Saved entries:

————

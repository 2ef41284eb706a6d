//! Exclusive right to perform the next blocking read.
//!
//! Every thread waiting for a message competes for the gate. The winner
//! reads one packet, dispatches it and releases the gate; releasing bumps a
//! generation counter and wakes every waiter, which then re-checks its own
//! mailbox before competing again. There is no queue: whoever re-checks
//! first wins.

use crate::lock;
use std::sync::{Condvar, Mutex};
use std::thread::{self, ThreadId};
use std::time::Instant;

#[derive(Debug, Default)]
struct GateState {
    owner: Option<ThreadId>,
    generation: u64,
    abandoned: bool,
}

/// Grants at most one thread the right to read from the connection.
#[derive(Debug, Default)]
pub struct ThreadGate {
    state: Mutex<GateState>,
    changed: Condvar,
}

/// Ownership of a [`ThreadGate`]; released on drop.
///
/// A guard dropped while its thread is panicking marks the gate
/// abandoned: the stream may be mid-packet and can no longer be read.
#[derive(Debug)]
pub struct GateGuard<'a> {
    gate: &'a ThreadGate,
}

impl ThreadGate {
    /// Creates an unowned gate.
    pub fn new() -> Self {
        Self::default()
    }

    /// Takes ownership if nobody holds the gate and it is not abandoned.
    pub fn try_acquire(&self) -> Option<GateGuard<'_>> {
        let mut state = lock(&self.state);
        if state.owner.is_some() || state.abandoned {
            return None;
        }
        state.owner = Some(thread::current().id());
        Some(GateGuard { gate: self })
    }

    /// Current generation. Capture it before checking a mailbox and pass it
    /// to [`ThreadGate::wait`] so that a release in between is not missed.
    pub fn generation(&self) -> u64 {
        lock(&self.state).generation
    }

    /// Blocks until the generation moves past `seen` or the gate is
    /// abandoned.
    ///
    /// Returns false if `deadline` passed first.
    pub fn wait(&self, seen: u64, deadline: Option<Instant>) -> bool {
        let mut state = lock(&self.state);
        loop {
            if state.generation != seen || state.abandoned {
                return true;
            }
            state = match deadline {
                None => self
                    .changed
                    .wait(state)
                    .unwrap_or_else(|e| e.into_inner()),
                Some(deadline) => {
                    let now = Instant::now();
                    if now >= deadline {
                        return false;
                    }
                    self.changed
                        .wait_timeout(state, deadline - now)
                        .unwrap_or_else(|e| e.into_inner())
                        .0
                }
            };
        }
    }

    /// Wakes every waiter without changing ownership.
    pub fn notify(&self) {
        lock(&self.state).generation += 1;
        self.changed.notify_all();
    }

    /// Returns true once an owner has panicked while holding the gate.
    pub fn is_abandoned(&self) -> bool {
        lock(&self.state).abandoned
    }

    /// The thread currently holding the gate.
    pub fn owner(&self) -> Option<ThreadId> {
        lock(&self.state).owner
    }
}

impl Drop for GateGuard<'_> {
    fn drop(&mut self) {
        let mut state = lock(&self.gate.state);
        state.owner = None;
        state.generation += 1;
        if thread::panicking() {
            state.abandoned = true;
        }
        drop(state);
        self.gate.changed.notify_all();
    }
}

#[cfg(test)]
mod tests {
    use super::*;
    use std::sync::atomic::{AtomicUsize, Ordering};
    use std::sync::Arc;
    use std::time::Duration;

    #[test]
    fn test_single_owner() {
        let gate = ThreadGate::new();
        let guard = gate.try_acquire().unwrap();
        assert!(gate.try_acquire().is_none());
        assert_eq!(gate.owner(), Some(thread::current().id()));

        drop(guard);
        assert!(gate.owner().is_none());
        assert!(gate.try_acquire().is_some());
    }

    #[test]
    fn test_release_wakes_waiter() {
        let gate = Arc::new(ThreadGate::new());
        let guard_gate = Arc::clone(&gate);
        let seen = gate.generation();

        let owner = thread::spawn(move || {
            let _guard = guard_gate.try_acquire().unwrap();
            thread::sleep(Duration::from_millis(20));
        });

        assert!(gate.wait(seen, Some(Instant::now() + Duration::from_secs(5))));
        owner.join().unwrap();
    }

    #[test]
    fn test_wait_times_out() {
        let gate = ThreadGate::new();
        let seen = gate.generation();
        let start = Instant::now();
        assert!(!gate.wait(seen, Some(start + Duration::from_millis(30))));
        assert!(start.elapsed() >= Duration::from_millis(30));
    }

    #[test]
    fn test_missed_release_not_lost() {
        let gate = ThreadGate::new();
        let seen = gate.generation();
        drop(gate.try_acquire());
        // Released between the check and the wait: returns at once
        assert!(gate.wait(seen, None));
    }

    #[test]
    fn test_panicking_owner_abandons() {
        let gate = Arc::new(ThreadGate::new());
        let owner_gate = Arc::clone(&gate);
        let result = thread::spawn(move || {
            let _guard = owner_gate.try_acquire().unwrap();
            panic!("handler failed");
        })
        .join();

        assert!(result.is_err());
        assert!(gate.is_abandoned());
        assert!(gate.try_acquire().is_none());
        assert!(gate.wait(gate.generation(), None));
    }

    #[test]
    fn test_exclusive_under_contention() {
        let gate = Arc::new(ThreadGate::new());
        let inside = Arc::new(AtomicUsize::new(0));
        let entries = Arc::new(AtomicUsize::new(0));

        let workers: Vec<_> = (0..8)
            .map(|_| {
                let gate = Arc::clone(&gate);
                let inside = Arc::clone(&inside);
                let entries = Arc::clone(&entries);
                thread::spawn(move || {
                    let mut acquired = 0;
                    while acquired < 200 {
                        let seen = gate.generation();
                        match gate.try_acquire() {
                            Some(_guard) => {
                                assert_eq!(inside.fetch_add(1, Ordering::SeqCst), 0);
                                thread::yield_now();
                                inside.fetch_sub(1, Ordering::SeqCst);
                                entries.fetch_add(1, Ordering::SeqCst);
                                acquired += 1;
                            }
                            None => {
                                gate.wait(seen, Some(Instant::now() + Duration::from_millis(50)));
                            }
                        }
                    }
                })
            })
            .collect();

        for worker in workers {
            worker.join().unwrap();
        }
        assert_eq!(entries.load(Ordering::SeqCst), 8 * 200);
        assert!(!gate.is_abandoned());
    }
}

————

→ Description of the task
Return, with no change at all, every line in the entries above from the line containing "let mut acquired = 0;" through the line containing "thread::yield_now();".

→ Task output
                    let mut acquired = 0;
                    while acquired < 200 {
                        let seen = gate.generation();
                        match gate.try_acquire() {
                            Some(_guard) => {
                                assert_eq!(inside.fetch_add(1, Ordering::SeqCst), 0);
                                thread::yield_now();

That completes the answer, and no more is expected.